Sicherheit. Frieden.
Plötzlich hörte ich einen lauten, alles durchdringenden Schlag im Hausflur Ohrenbetäubendes Klirren. Mein Herz setzte kurz aus. Meine inneren Alarmglocken waren sofort aktiviert. Das hieß nichts Gutes. Ich hatte panische Angst, aufzustehen und nachzuschauen. Meine Mama eilte zur Tür … und ich … Wäre ich doch lieber in meinem Bett geblieben. Dieser Anblick. Ich werde ihn nie vergessen.
Tränen.
Ausreden.
Bewusst entschiedene Schreibblockade.
Die Gartenplanung für unser Haus. Das kann nicht warten. Tränen. Eine dringende Angelegenheit. Natur heilt. Ein wichtiges Thema. Gedeiht der Japan-Knöterich neben der Mondviole? Ausdauerndes Silberblatt.
Keine Ausdauer.
Ausweichen.
Selbstvorwürfe.
Noch mal abducken, mich mir selbst entziehen. Leid. Schmerz. Leid. Dieser Anblick war grausam. Grausam, mich daran zu erinnern. Grausam, ihn mir erneut vorzustellen. Grausam, ihn jetzt mit dir zu teilen. Mein Vater lag blutverschmiert und bewusstlos auf dem Boden. Dutzende kleine Scherben stachen in seinen Kopf. Überall Blut und Panik. Mein Vater regungslos. Seine Tochter regungslos. Das Klicken im Schaltschrank, die einzige Melodie in diesem Horrorfilm. Klick. Klick. Dieser Anblick. Dieses Geräusch. Grausam.
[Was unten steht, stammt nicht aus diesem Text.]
//! Scenario: cancelling an in-flight validation.
//!
//! # Invariant under test
//!
//! Cancel while IN_PROGRESS returns the field to ACCEPTED with the old value.
//! The oracle call is not aborted; when it later approves, the answer is
//! stale and discarded. Cancel outside IN_PROGRESS changes nothing.

use rdk_field::FieldStatus;
use rdk_testkit::{advance_ms, currency, settle, DeskHarness};

#[tokio::test(start_paused = true)]
async fn cancel_reverts_and_late_approval_is_ignored() {
    let h = DeskHarness::start_empty().unwrap();
    let accepted = h
        .desk
        .accepted_value_stream(currency("rup").unwrap())
        .await
        .unwrap();

    h.edit("rup", 80.0).await.unwrap();
    advance_ms(500).await;
    assert_eq!(h.field("rup").await.unwrap().status, FieldStatus::InProgress);

    let view = h.cancel("rup").await.unwrap();
    assert_eq!(view.status, FieldStatus::Accepted);
    assert_eq!(view.display_value, 97.45);
    assert!(!view.locked);

    assert!(h.oracle.resolve(0, true));
    settle().await;

    let rup = h.field("rup").await.unwrap();
    assert_eq!(rup.status, FieldStatus::Accepted);
    assert_eq!(rup.accepted_value, 97.45);
    assert!(!accepted.has_changed().unwrap());
}

#[tokio::test(start_paused = true)]
async fn cancel_while_dirty_is_a_no_op() {
    let h = DeskHarness::start_empty().unwrap();

    let dirty = h.edit("eur", 9.0).await.unwrap();
    let after = h.cancel("eur").await.unwrap();
    assert_eq!(after.status, FieldStatus::Dirty);
    assert_eq!(after.generation, dirty.generation);

    // The debounce keeps running.
    advance_ms(500).await;
    assert_eq!(h.oracle.call_count(), 1);
}
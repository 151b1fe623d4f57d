//! rdk-daemon library target.
//!
//! Exposes the router and state for integration tests.
//! The binary `main.rs` depends on this library target.

pub mod api_types;
pub mod routes;
pub mod state;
Ein weiterer Anblick traf mich noch tiefer. Die Vogelperspektive auf mich selbst. Dieses Bild läuft so präsent auf meiner inneren Leinwand, lässt sich nicht verdrängen oder abschalten. Da stand ich. Versteinert. Das Blut wich aus meinem Körper und dunkle Gestalten fielen in mich ein. Das Sonnenkind im hübsch geblümten Schlafanzug, mit frisch geschnittenem Bubikopf, barfuß, frierend, angewurzelt – diese süße, kleine, reine Gestalt.
Zerbrochen.
Der Frieden ist ein mieser Verräter, er täuscht nur vor und hält sein Versprechen nicht. Nie werde ich ihm verzeihen. Fünf. Vielleicht war ich fünf, oder vier. Ich war unversehrt. Habe geglaubt: starker Papa! Papa, warum tust du das? Mama war sofort zur Stelle. Das war sie immer, sofort zur Stelle. Mama wusste, was zu tun war, kümmerte sich behutsam um den Angeschlagenen. Ihr eigenes Leid zählte jetzt nicht. Ein anderer brauchte ihre Hilfe. Und sie half. Sie rettete. Sie war die Retterin. Mein Vater der Gerettete, der nicht gerettet werden wollte. Das ganze Dilemma meiner Eltern lag in Blut getaucht vor mir. Etwas in mir wusste: Jetzt sind wir im Krieg! Es würde nur Verlierer und Verletzte geben. Hier kommt keiner wieder heil raus. Meine Welt lag auf der Treppe in Scherben. Meine innere Drohne filmte weiter: Verzweifelt zieht das kleine Mädchen eine dicke Mauer um sich hoch. In Sekunden. Dann fällt der Vorhang. Nichts ist mehr, wie es war. Etwas ist gravierend anders.
Gestorben.
Diese Situation war eingefroren und schlummerte in den Untiefen meines Hirnarchivs. Dort hat sie über dreißig Jahre geschlafen. Jetzt habe ich sie wachgeschrieben. Das Klicken des Schaltkastens frisst sich in mein Trommelfell. Ich konnte mitzählen, wie viele Nachbarn das Licht einschalteten, leise ihre Wohnungstür öffneten und teilhaben wollten am Drama im ersten Stock. Die Menschen lieben Dramen. Besonders die von anderen Leuten. Es macht ihre eigene kleine Welt heiler. Ich hasse das Klackern von Stromstoßschaltern. Es ist abscheulich.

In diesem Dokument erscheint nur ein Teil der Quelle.